What to do:
Copy out the entries that follow, exactly as written.

---- Material supplied

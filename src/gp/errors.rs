//! Error surface for the Gaussian-process layer.
//!
//! `GpError` covers invalid hyperparameters, shape mismatches between design
//! matrices, targets and query points, covariance factorization failures,
//! malformed preference data, and export I/O. Fitters report through
//! `OptResult` and reach these variants via `From<GpError> for OptError`.

#[derive(Debug, Clone, PartialEq)]
pub enum GpError {
    // ---- Hyperparameters ----
    /// Signal variance, length-scale, noise, prior variance or BTL scale is
    /// non-finite or not strictly positive.
    InvalidHyperparameter {
        name: &'static str,
        value: f64,
    },

    /// Number of length-scales differs from the input dimension.
    LengthScaleDimMismatch {
        expected: usize,
        found: usize,
    },

    // ---- Shapes ----
    /// Query point length differs from the input dimension.
    PointDimMismatch {
        expected: usize,
        found: usize,
    },

    /// Target vector length differs from the number of design columns.
    TargetLengthMismatch {
        expected: usize,
        found: usize,
    },

    /// Operation needs at least one observed point.
    EmptyDesignMatrix,

    /// Inputs must be finite.
    NonFiniteInput {
        what: &'static str,
    },

    // ---- Numerics ----
    /// Cholesky factorization of `K + bI` failed.
    CovarianceNotPositiveDefinite {
        size: usize,
    },

    // ---- Preference data ----
    /// A preference refers to a column that does not exist.
    PreferenceIndexOutOfRange {
        index: usize,
        num_points: usize,
    },

    /// A preference set needs a winner and at least one alternative.
    PreferenceTooShort {
        len: usize,
    },

    // ---- Export ----
    Io {
        path: String,
        text: String,
    },
}

pub type GpResult<T> = Result<T, GpError>;

impl std::error::Error for GpError {}

impl std::fmt::Display for GpError {
    fn fmt(&self, f: &mut std::fmt::Formatter<'_>) -> std::fmt::Result {
        match self {
            // ---- Hyperparameters ----
            GpError::InvalidHyperparameter { name, value } => {
                write!(f, "GP Error: hyperparameter {name} = {value} must be finite and > 0")
            }
            GpError::LengthScaleDimMismatch { expected, found } => {
                write!(f, "GP Error: expected {expected} length-scales, found {found}")
            }

            // ---- Shapes ----
            GpError::PointDimMismatch { expected, found } => {
                write!(f, "GP Error: point has dimension {found}, expected {expected}")
            }
            GpError::TargetLengthMismatch { expected, found } => {
                write!(f, "GP Error: {found} targets for {expected} design points")
            }
            GpError::EmptyDesignMatrix => {
                write!(f, "GP Error: design matrix is empty")
            }
            GpError::NonFiniteInput { what } => {
                write!(f, "GP Error: {what} contains non-finite values")
            }

            // ---- Numerics ----
            GpError::CovarianceNotPositiveDefinite { size } => {
                write!(f, "GP Error: covariance matrix ({size}x{size}) is not positive definite")
            }

            // ---- Preference data ----
            GpError::PreferenceIndexOutOfRange { index, num_points } => {
                write!(f, "GP Error: preference index {index} out of range for {num_points} points")
            }
            GpError::PreferenceTooShort { len } => {
                write!(f, "GP Error: preference set of length {len}, need at least 2")
            }

            // ---- Export ----
            GpError::Io { path, text } => {
                write!(f, "GP Error: I/O failure on {path}: {text}")
            }
        }
    }
}

/// Validate a strictly positive, finite hyperparameter.
pub fn check_positive(name: &'static str, value: f64) -> GpResult<f64> {
    if !value.is_finite() || value <= 0.0 {
        return Err(GpError::InvalidHyperparameter { name, value });
    }
    Ok(value)
}
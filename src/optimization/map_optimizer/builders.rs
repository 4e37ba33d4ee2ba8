//! L-BFGS solver construction.
//!
//! The builders apply crate-level options (memory size, gradient and cost
//! tolerances) and leave the initial point and iteration cap to the runner.
use argmin::solver::quasinewton::LBFGS;

use crate::optimization::{
    errors::OptResult,
    map_optimizer::{
        traits::MapOptions,
        types::{
            Cost, DEFAULT_LBFGS_MEM, Grad, HagerZhangLS, LbfgsHagerZhang, LbfgsMoreThuente,
            MoreThuenteLS, Theta,
        },
    },
};

/// L-BFGS with Hager–Zhang line search, memory `opts.lbfgs_mem` (or
/// [`DEFAULT_LBFGS_MEM`]) and the tolerances in `opts.tols`.
pub fn build_optimizer_hager_zhang(opts: &MapOptions) -> OptResult<LbfgsHagerZhang> {
    let mem = opts.lbfgs_mem.unwrap_or(DEFAULT_LBFGS_MEM);
    configure_lbfgs(LbfgsHagerZhang::new(HagerZhangLS::new(), mem), opts)
}

/// L-BFGS with More–Thuente line search; see [`build_optimizer_hager_zhang`].
pub fn build_optimizer_more_thuente(opts: &MapOptions) -> OptResult<LbfgsMoreThuente> {
    let mem = opts.lbfgs_mem.unwrap_or(DEFAULT_LBFGS_MEM);
    configure_lbfgs(LbfgsMoreThuente::new(MoreThuenteLS::new(), mem), opts)
}

/// Apply the optional gradient and cost tolerances to any L-BFGS variant.
///
/// Absent tolerances keep argmin's defaults.
///
/// # Errors
/// Tolerances rejected by argmin surface as [`OptError`] through
/// `From<argmin::core::Error>`.
///
/// [`OptError`]: crate::optimization::errors::OptError
pub fn configure_lbfgs<L>(
    mut solver: LBFGS<L, Theta, Grad, Cost>, opts: &MapOptions,
) -> OptResult<LBFGS<L, Theta, Grad, Cost>> {
    if let Some(g) = opts.tols.tol_grad {
        solver = solver.with_tolerance_grad(g)?;
    }
    if let Some(c) = opts.tols.tol_cost {
        solver = solver.with_tolerance_cost(c)?;
    }
    Ok(solver)
}

#[cfg(test)]
mod tests {
    use super::*;
    use crate::optimization::map_optimizer::traits::{LineSearcher, Tolerances};

    // -------------------------------------------------------------------------
    // Scope
    // -----
    // Construction of both L-BFGS variants with default and explicit memory,
    // and tolerance wiring via `configure_lbfgs`. Full solves are covered in
    // `api`.
    // -------------------------------------------------------------------------

    #[test]
    // Purpose
    // -------
    // Both builders succeed with default memory and full tolerances.
    fn builders_succeed_with_default_memory() {
        let tols = Tolerances::new(Some(1e-6), Some(1e-8), Some(50)).unwrap();
        let hz = MapOptions::new(tols, LineSearcher::HagerZhang, false, None).unwrap();
        let mt = MapOptions::new(tols, LineSearcher::MoreThuente, false, None).unwrap();

        assert!(build_optimizer_hager_zhang(&hz).is_ok());
        assert!(build_optimizer_more_thuente(&mt).is_ok());
    }

    #[test]
    // Purpose
    // -------
    // An explicit memory size is accepted.
    fn builders_respect_explicit_memory() {
        let tols = Tolerances::new(Some(1e-6), None, Some(25)).unwrap();
        let opts = MapOptions::new(tols, LineSearcher::HagerZhang, false, Some(11)).unwrap();

        assert!(build_optimizer_hager_zhang(&opts).is_ok());
        assert!(build_optimizer_more_thuente(&opts).is_ok());
    }

    #[test]
    // Purpose
    // -------
    // With only an iteration cap, `configure_lbfgs` leaves argmin's defaults
    // in place.
    fn configure_lbfgs_respects_absent_tolerances() {
        let raw = LBFGS::new(MoreThuenteLS::new(), DEFAULT_LBFGS_MEM);
        let tols = Tolerances::new(None, None, Some(50)).unwrap();
        let opts = MapOptions::new(tols, LineSearcher::MoreThuente, false, None).unwrap();

        assert!(configure_lbfgs(raw, &opts).is_ok());
    }
}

--------

Solution:
filename src/gp/errors.rs
//! Error surface for the Gaussian-process layer.
//!
//! `GpError` covers invalid hyperparameters, shape mismatches between design
//! matrices, targets and query points, covariance factorization failures,
//! malformed preference data, and export I/O. Fitters report through
//! `OptResult` and reach these variants via `From<GpError> for OptError`.

#[derive(Debug, Clone, PartialEq)]
pub enum GpError {
    // ---- Hyperparameters ----
    /// Signal variance, length-scale, noise, prior variance or BTL scale is
    /// non-finite or not strictly positive.
    InvalidHyperparameter {
        name: &'static str,
        value: f64,
    },

    /// Number of length-scales differs from the input dimension.
    LengthScaleDimMismatch {
        expected: usize,
        found: usize,
    },

    // ---- Shapes ----
    /// Query point length differs from the input dimension.
    PointDimMismatch {
        expected: usize,
        found: usize,
    },

    /// Target vector length differs from the number of design columns.
    TargetLengthMismatch {
        expected: usize,
        found: usize,
    },

    /// Operation needs at least one observed point.
    EmptyDesignMatrix,

    /// Inputs must be finite.
    NonFiniteInput {
        what: &'static str,
    },

    // ---- Numerics ----
    /// Cholesky factorization of `K + bI` failed.
    CovarianceNotPositiveDefinite {
        size: usize,
    },

    // ---- Preference data ----
    /// A preference refers to a column that does not exist.
    PreferenceIndexOutOfRange {
        index: usize,
        num_points: usize,
    },

    /// A preference set needs a winner and at least one alternative.
    PreferenceTooShort {
        len: usize,
    },

    // ---- Export ----
    Io {
        path: String,
        text: String,
    },
}

pub type GpResult<T> = Result<T, GpError>;

impl std::error::Error for GpError {}

impl std::fmt::Display for GpError {
    fn fmt(&self, f: &mut std::fmt::Formatter<'_>) -> std::fmt::Result {
        match self {
            // ---- Hyperparameters ----
            GpError::InvalidHyperparameter { name, value } => {
                write!(f, "GP Error: hyperparameter {name} = {value} must be finite and > 0")
            }
            GpError::LengthScaleDimMismatch { expected, found } => {
                write!(f, "GP Error: expected {expected} length-scales, found {found}")
            }

            // ---- Shapes ----
            GpError::PointDimMismatch { expected, found } => {
                write!(f, "GP Error: point has dimension {found}, expected {expected}")
            }
            GpError::TargetLengthMismatch { expected, found } => {
                write!(f, "GP Error: {found} targets for {expected} design points")
            }
            GpError::EmptyDesignMatrix => {
                write!(f, "GP Error: design matrix is empty")
            }
            GpError::NonFiniteInput { what } => {
                write!(f, "GP Error: {what} contains non-finite values")
            }

            // ---- Numerics ----
            GpError::CovarianceNotPositiveDefinite { size } => {
                write!(f, "GP Error: covariance matrix ({size}x{size}) is not positive definite")
            }

            // ---- Preference data ----
            GpError::PreferenceIndexOutOfRange { index, num_points } => {
                write!(f, "GP Error: preference index {index} out of range for {num_points} points")
            }
            GpError::PreferenceTooShort { len } => {
                write!(f, "GP Error: preference set of length {len}, need at least 2")
            }

            // ---- Export ----
            GpError::Io { path, text } => {
                write!(f, "GP Error: I/O failure on {path}: {text}")
            }
        }
    }
}

/// Validate a strictly positive, finite hyperparameter.
pub fn check_positive(name: &'static str, value: f64) -> GpResult<f64> {
    if !value.is_finite() || value <= 0.0 {
        return Err(GpError::InvalidHyperparameter { name, value });
    }
    Ok(value)
}
filename src/optimization/map_optimizer/builders.rs
repository 4e37ba33d4ee2ba8
//! L-BFGS solver construction.
//!
//! The builders apply crate-level options (memory size, gradient and cost
//! tolerances) and leave the initial point and iteration cap to the runner.
use argmin::solver::quasinewton::LBFGS;

use crate::optimization::{
    errors::OptResult,
    map_optimizer::{
        traits::MapOptions,
        types::{
            Cost, DEFAULT_LBFGS_MEM, Grad, HagerZhangLS, LbfgsHagerZhang, LbfgsMoreThuente,
            MoreThuenteLS, Theta,
        },
    },
};

/// L-BFGS with Hager–Zhang line search, memory `opts.lbfgs_mem` (or
/// [`DEFAULT_LBFGS_MEM`]) and the tolerances in `opts.tols`.
pub fn build_optimizer_hager_zhang(opts: &MapOptions) -> OptResult<LbfgsHagerZhang> {
    let mem = opts.lbfgs_mem.unwrap_or(DEFAULT_LBFGS_MEM);
    configure_lbfgs(LbfgsHagerZhang::new(HagerZhangLS::new(), mem), opts)
}

/// L-BFGS with More–Thuente line search; see [`build_optimizer_hager_zhang`].
pub fn build_optimizer_more_thuente(opts: &MapOptions) -> OptResult<LbfgsMoreThuente> {
    let mem = opts.lbfgs_mem.unwrap_or(DEFAULT_LBFGS_MEM);
    configure_lbfgs(LbfgsMoreThuente::new(MoreThuenteLS::new(), mem), opts)
}

/// Apply the optional gradient and cost tolerances to any L-BFGS variant.
///
/// Absent tolerances keep argmin's defaults.
///
/// # Errors
/// Tolerances rejected by argmin surface as [`OptError`] through
/// `From<argmin::core::Error>`.
///
/// [`OptError`]: crate::optimization::errors::OptError
pub fn configure_lbfgs<L>(
    mut solver: LBFGS<L, Theta, Grad, Cost>, opts: &MapOptions,
) -> OptResult<LBFGS<L, Theta, Grad, Cost>> {
    if let Some(g) = opts.tols.tol_grad {
        solver = solver.with_tolerance_grad(g)?;
    }
    if let Some(c) = opts.tols.tol_cost {
        solver = solver.with_tolerance_cost(c)?;
    }
    Ok(solver)
}

#[cfg(test)]
mod tests {
    use super::*;
    use crate::optimization::map_optimizer::traits::{LineSearcher, Tolerances};

    // -------------------------------------------------------------------------
    // Scope
    // -----
    // Construction of both L-BFGS variants with default and explicit memory,
    // and tolerance wiring via `configure_lbfgs`. Full solves are covered in
    // `api`.
    // -------------------------------------------------------------------------

    #[test]
    // Purpose
    // -------
    // Both builders succeed with default memory and full tolerances.
    fn builders_succeed_with_default_memory() {
        let tols = Tolerances::new(Some(1e-6), Some(1e-8), Some(50)).unwrap();
        let hz = MapOptions::new(tols, LineSearcher::HagerZhang, false, None).unwrap();
        let mt = MapOptions::new(tols, LineSearcher::MoreThuente, false, None).unwrap();

        assert!(build_optimizer_hager_zhang(&hz).is_ok());
        assert!(build_optimizer_more_thuente(&mt).is_ok());
    }

    #[test]
    // Purpose
    // -------
    // An explicit memory size is accepted.
    fn builders_respect_explicit_memory() {
        let tols = Tolerances::new(Some(1e-6), None, Some(25)).unwrap();
        let opts = MapOptions::new(tols, LineSearcher::HagerZhang, false, Some(11)).unwrap();

        assert!(build_optimizer_hager_zhang(&opts).is_ok());
        assert!(build_optimizer_more_thuente(&opts).is_ok());
    }

    #[test]
    // Purpose
    // -------
    // With only an iteration cap, `configure_lbfgs` leaves argmin's defaults
    // in place.
    fn configure_lbfgs_respects_absent_tolerances() {
        let raw = LBFGS::new(MoreThuenteLS::new(), DEFAULT_LBFGS_MEM);
        let tols = Tolerances::new(None, None, Some(50)).unwrap();
        let opts = MapOptions::new(tols, LineSearcher::MoreThuente, false, None).unwrap();

        assert!(configure_lbfgs(raw, &opts).is_ok());
    }
}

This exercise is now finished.